Pailleron died on 19 April 1899.

=== Friendship with John Singer Sargent ===
Pailleron was a close friend of the American artist John Singer Sargent, who studied painting at the Parisian École des Beaux-Arts, introducing him to the Parisian high-life society which was very important for the beginning of his successful career. Sargent painted several portraits of Edouard and his family, which are all currently in museums, mainly American ones. Sargent painted a portrait of Edouard in 1879 (now in the Musée Chateau de Versailles, France), also his wife Marie in 1880 (now in the Corcoran Gallery of Art in Washington, D.C.), and also of his children, Edouard Jr. and Marie-Louise in 1881 (now in the Des Moines Art Center). These paintings were among the first to make John Singer Sargent famous.

== Legacy ==
A statue bust of Edouard Pailleron, sculpted in 1906 by Russian-born artist Leopold Bernard Bernstamm, is located in the Parc Monceau in Paris.

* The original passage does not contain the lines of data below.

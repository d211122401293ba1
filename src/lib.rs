pub mod app;
pub mod cli;
pub mod config;
pub mod history;
pub mod ids;
pub mod journaling;
pub mod model;
pub mod storage;
pub mod store;
pub mod ui;

pub use config::{AppConfig, ConfigLoader, ConfigPaths};
pub use model::{Draft, Note, NoteField, NoteId};
pub use store::{DraftConflict, NoteStore};
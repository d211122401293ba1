use std::io::Stdout;
use std::sync::Arc;
use std::time::{Duration, Instant};

use anyhow::{Context, Result};
use crossterm::event::{self, Event, KeyEvent, KeyEventKind};
use crossterm::execute;
use crossterm::terminal::{
    disable_raw_mode, enable_raw_mode, EnterAlternateScreen, LeaveAlternateScreen,
};
use ratatui::backend::CrosstermBackend;
use ratatui::widgets::ListState;
use ratatui::Terminal;
use unicode_segmentation::UnicodeSegmentation;

use crate::config::AppConfig;
use crate::journaling::CommitEvent;
use crate::model::NoteField;
use crate::store::NoteStore;
use crate::ui;

mod actions;

pub use actions::{action_for_key, Action, InputMode};

const TITLE_LIMIT: usize = 120;

#[derive(Debug, Clone, Copy, PartialEq, Eq)]
pub enum Focus {
    List,
    Form(NoteField),
}

pub struct App {
    pub config: Arc<AppConfig>,
    store: NoteStore,
    list_state: ListState,
    selected: usize,
    focus: Focus,
    status_message: Option<String>,
    should_quit: bool,
    tick_rate: Duration,
}

impl App {
    pub fn new(config: Arc<AppConfig>, store: NoteStore) -> Self {
        let tick_rate = config.store.tick_rate();
        Self {
            config,
            store,
            list_state: ListState::default(),
            selected: 0,
            focus: Focus::List,
            status_message: None,
            should_quit: false,
            tick_rate,
        }
    }

    pub fn store(&self) -> &NoteStore {
        &self.store
    }

    pub fn focus(&self) -> Focus {
        self.focus
    }

    pub fn selected(&self) -> usize {
        self.selected
    }

    pub fn status_message(&self) -> Option<&str> {
        self.status_message.as_deref()
    }

    pub fn should_quit(&self) -> bool {
        self.should_quit
    }

    pub fn input_mode(&self) -> InputMode {
        if self.store.pending_delete().is_some() {
            InputMode::ConfirmDelete
        } else if matches!(self.focus, Focus::Form(_)) {
            InputMode::Form
        } else {
            InputMode::List
        }
    }

    pub fn run(&mut self) -> Result<()> {
        let mut terminal = setup_terminal()?;
        let result = self.event_loop(&mut terminal);
        let restored = restore_terminal(&mut terminal);
        self.finish(result, restored)
    }

    /// Closes the store before reporting a loop or terminal-restore failure.
    fn finish(&mut self, result: Result<()>, restored: Result<()>) -> Result<()> {
        self.close();
        restored?;
        result
    }

    /// Commits outstanding edits and tears the store down.
    pub fn close(&mut self) {
        if let Some(CommitEvent::Error { message }) = self.store.flush() {
            tracing::error!(%message, "final commit failed");
        }
        self.store.shutdown();
    }

    fn event_loop(&mut self, terminal: &mut Terminal<CrosstermBackend<Stdout>>) -> Result<()> {
        let mut last_tick = Instant::now();
        loop {
            terminal
                .draw(|frame| {
                    let screen = ui::Screen {
                        store: &self.store,
                        focus: self.focus,
                        status_message: self.status_message.as_deref(),
                    };
                    if self.store.notes().is_empty() {
                        self.list_state.select(None);
                    } else {
                        self.list_state.select(Some(self.selected));
                    }
                    ui::draw_app(frame, &screen, &mut self.list_state);
                })
                .context("rendering frame")?;

            if self.should_quit {
                break;
            }

            let timeout = self
                .tick_rate
                .checked_sub(last_tick.elapsed())
                .unwrap_or_else(|| Duration::from_millis(0));

            if event::poll(timeout).context("polling for terminal events")? {
                if let Event::Key(key) = event::read().context("reading terminal event")? {
                    self.handle_key(key);
                }
            }

            if last_tick.elapsed() >= self.tick_rate {
                self.on_tick();
                last_tick = Instant::now();
            }
        }
        Ok(())
    }

    pub fn handle_key(&mut self, key: KeyEvent) {
        if key.kind != KeyEventKind::Press {
            return;
        }
        if let Some(action) = action_for_key(key, self.input_mode()) {
            self.handle_action(action);
        }
    }

    pub fn handle_action(&mut self, action: Action) {
        match action {
            Action::Quit => self.should_quit = true,
            Action::Undo => {
                if self.store.undo() {
                    self.focus_draft();
                } else {
                    self.set_status("Nothing to undo");
                }
            }
            Action::Redo => {
                if self.store.redo() {
                    self.focus_draft();
                } else {
                    self.set_status("Nothing to redo");
                }
            }
            Action::Flush => match self.store.flush() {
                Some(CommitEvent::Saved { notes, .. }) => {
                    self.set_status(format!("Saved {notes} note(s)"));
                }
                Some(CommitEvent::Error { message }) => {
                    self.set_status(format!("Save failed: {message}"));
                }
                None => self.set_status("Nothing to save"),
            },
            Action::AdoptExternal => {
                if self.store.adopt_external() {
                    if self.store.draft().is_none() {
                        self.focus = Focus::List;
                    }
                    self.set_status("Loaded the version from the other window");
                }
            }
            Action::SelectNext => self.move_selection(1),
            Action::SelectPrevious => self.move_selection(-1),
            Action::NewNote => {
                self.store.start_new_draft();
                self.focus = Focus::Form(NoteField::Title);
                self.status_message = None;
            }
            Action::OpenSelected => {
                if let Some(note) = self.store.notes().get(self.selected).cloned() {
                    self.store.open_draft(&note);
                    self.focus = Focus::Form(NoteField::Title);
                    self.status_message = None;
                }
            }
            Action::RequestDelete => {
                if let Some(note) = self.store.notes().get(self.selected).cloned() {
                    self.store.request_delete(&note);
                }
            }
            Action::ConfirmDelete => {
                let title = self
                    .store
                    .pending_delete()
                    .map(|note| note.title.clone())
                    .unwrap_or_default();
                if self.store.confirm_delete() {
                    if self.store.draft().is_none() {
                        self.focus = Focus::List;
                    }
                    self.clamp_selection();
                    self.set_status(format!("Deleted \"{title}\""));
                }
            }
            Action::CancelDelete => {
                self.store.cancel_delete();
                self.set_status("Delete canceled");
            }
            Action::SwitchField => {
                if let Focus::Form(field) = self.focus {
                    self.focus = Focus::Form(field.toggle());
                }
            }
            Action::LeaveForm => {
                self.store.close_draft();
                self.focus = Focus::List;
            }
            Action::InsertChar(ch) => self.edit_focused(|value, field| {
                if field == NoteField::Title && value.chars().count() >= TITLE_LIMIT {
                    return false;
                }
                value.push(ch);
                true
            }),
            Action::InsertNewline => match self.focus {
                Focus::Form(NoteField::Title) => self.focus = Focus::Form(NoteField::Content),
                Focus::Form(NoteField::Content) => self.edit_focused(|value, _| {
                    value.push('\n');
                    true
                }),
                Focus::List => {}
            },
            Action::Backspace => self.edit_focused(|value, _| {
                let Some((offset, _)) = value.grapheme_indices(true).next_back() else {
                    return false;
                };
                value.truncate(offset);
                true
            }),
        }
    }

    pub fn on_tick(&mut self) {
        let report = self.store.tick();
        if report.external_applied {
            self.clamp_selection();
            let message = match self.store.conflict() {
                Some(conflict) => format!(
                    "This note was {}; keep typing to keep yours, Ctrl-r to load theirs",
                    conflict.describe()
                ),
                None => "Notes updated from another window".to_string(),
            };
            self.set_status(message);
        }
        if let Some(CommitEvent::Error { message }) = report.commit {
            self.set_status(format!("Save failed: {message}"));
        }
    }

    fn edit_focused(&mut self, apply: impl FnOnce(&mut String, NoteField) -> bool) {
        let Focus::Form(field) = self.focus else {
            return;
        };
        let mut value = self
            .store
            .draft()
            .map(|draft| draft.field(field).to_string())
            .unwrap_or_default();
        if apply(&mut value, field) {
            self.store.edit_field(field, value);
        }
    }

    fn focus_draft(&mut self) {
        if self.store.draft().is_some() && self.focus == Focus::List {
            self.focus = Focus::Form(NoteField::Title);
        }
        self.clamp_selection();
    }

    fn move_selection(&mut self, delta: isize) {
        let len = self.store.notes().len();
        if len == 0 {
            self.selected = 0;
            return;
        }
        let next = self.selected as isize + delta;
        self.selected = next.clamp(0, len as isize - 1) as usize;
    }

    fn clamp_selection(&mut self) {
        let len = self.store.notes().len();
        self.selected = self.selected.min(len.saturating_sub(1));
    }

    fn set_status(&mut self, message: impl Into<String>) {
        self.status_message = Some(message.into());
    }
}

fn setup_terminal() -> Result<Terminal<CrosstermBackend<Stdout>>> {
    enable_raw_mode().context("enabling raw mode")?;
    let mut stdout = std::io::stdout();
    execute!(stdout, EnterAlternateScreen).context("switching to alternate screen")?;
    let backend = CrosstermBackend::new(stdout);
    let mut terminal = Terminal::new(backend).context("creating terminal backend")?;
    terminal.hide_cursor().context("hiding cursor")?;
    Ok(terminal)
}

fn restore_terminal(terminal: &mut Terminal<CrosstermBackend<Stdout>>) -> Result<()> {
    terminal.show_cursor().ok();
    disable_raw_mode().context("disabling raw mode")?;
    execute!(terminal.backend_mut(), LeaveAlternateScreen).context("restoring screen state")?;
    Ok(())
}

#[cfg(test)]
mod tests {
    use super::*;
    use crate::config::StorageOptions;
    use crossterm::event::{KeyCode, KeyModifiers};
    use tempfile::TempDir;

    fn app(temp: &TempDir) -> anyhow::Result<App> {
        let mut config = AppConfig::default();
        config.storage = StorageOptions::at(temp.path().join("notes.db"));
        let store = NoteStore::open(&config)?;
        Ok(App::new(Arc::new(config), store))
    }

    fn press(app: &mut App, code: KeyCode) {
        app.handle_key(KeyEvent::new(code, KeyModifiers::NONE));
    }

    fn type_text(app: &mut App, text: &str) {
        for ch in text.chars() {
            press(app, KeyCode::Char(ch));
        }
    }

    #[test]
    fn typing_a_new_note_commits_every_keystroke() -> anyhow::Result<()> {
        let temp = TempDir::new()?;
        let mut app = app(&temp)?;
        press(&mut app, KeyCode::Char('n'));
        assert_eq!(app.focus(), Focus::Form(NoteField::Title));
        type_text(&mut app, "Hi");
        press(&mut app, KeyCode::Enter);
        type_text(&mut app, "there");
        press(&mut app, KeyCode::Backspace);

        let notes = app.store().notes();
        assert_eq!(notes.len(), 1);
        assert_eq!(notes[0].title, "Hi");
        assert_eq!(notes[0].content, "ther");
        Ok(())
    }

    #[test]
    fn ctrl_z_undoes_instead_of_typing() -> anyhow::Result<()> {
        let temp = TempDir::new()?;
        let mut app = app(&temp)?;
        press(&mut app, KeyCode::Char('n'));
        type_text(&mut app, "ab");
        app.handle_key(KeyEvent::new(KeyCode::Char('z'), KeyModifiers::CONTROL));
        assert_eq!(app.store().notes()[0].title, "a");
        app.handle_key(KeyEvent::new(
            KeyCode::Char('Z'),
            KeyModifiers::CONTROL | KeyModifiers::SHIFT,
        ));
        assert_eq!(app.store().notes()[0].title, "ab");
        Ok(())
    }

    #[test]
    fn delete_goes_through_the_modal() -> anyhow::Result<()> {
        let temp = TempDir::new()?;
        let mut app = app(&temp)?;
        press(&mut app, KeyCode::Char('n'));
        type_text(&mut app, "x");
        press(&mut app, KeyCode::Esc);
        assert_eq!(app.focus(), Focus::List);

        press(&mut app, KeyCode::Char('d'));
        assert_eq!(app.input_mode(), InputMode::ConfirmDelete);
        press(&mut app, KeyCode::Char('n'));
        assert_eq!(app.store().notes().len(), 1);

        press(&mut app, KeyCode::Char('d'));
        press(&mut app, KeyCode::Char('y'));
        assert!(app.store().notes().is_empty());
        assert_eq!(app.status_message(), Some("Deleted \"x\""));
        Ok(())
    }

    #[test]
    fn quitting_flushes_pending_edits() -> anyhow::Result<()> {
        let temp = TempDir::new()?;
        let mut app = app(&temp)?;
        press(&mut app, KeyCode::Char('n'));
        type_text(&mut app, "keep me");
        app.close();
        assert!(app.store().is_shut_down());

        let reopened = NoteStore::open(&app.config)?;
        assert_eq!(reopened.notes()[0].title, "keep me");
        Ok(())
    }

    #[test]
    fn failed_terminal_restore_still_flushes() -> anyhow::Result<()> {
        let temp = TempDir::new()?;
        let mut app = app(&temp)?;
        press(&mut app, KeyCode::Char('n'));
        type_text(&mut app, "late edit");

        let outcome = app.finish(Ok(()), Err(anyhow::anyhow!("terminal gone")));
        assert!(outcome.is_err());
        assert!(app.store().is_shut_down());

        let reopened = NoteStore::open(&app.config)?;
        assert_eq!(reopened.notes()[0].title, "late edit");
        Ok(())
    }
}
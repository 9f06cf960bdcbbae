//! Diagnostic log stream.
//!
//! Keeps the most recent [`MAX_LOGS`](beamdrop_protocol::constants::MAX_LOGS)
//! log entries in memory so they can be shown to the user and persisted in
//! the session snapshot. Entries are normally produced by [`LogbookLayer`],
//! which mirrors `tracing` events into the book.

pub mod entry;
pub mod layer;

pub use entry::{LogEntry, LogLevel, Logbook};
pub use layer::{LogbookLayer, init_tracing};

Finally, his vacation property above Chambéry (Savoie), named "La Souris", built in the last years of the 19th century, is still surviving and virtually unchanged as the original park with trees more than 100 years old, even if the whole is now an allotment. In contrast, in the same park, the cottage of his friend Charles Forest, Senator of Savoie, whose daughter Marguerite married his son Edouard, no longer exists.

=== Collège Édouard-Pailleron ===
In France, his name became famous again in the 1970s because it was given to a school in Paris near Buttes Chaumont Park in northeastern Paris. The school was destroyed by a fire on 6 February 1973, killing 21 children.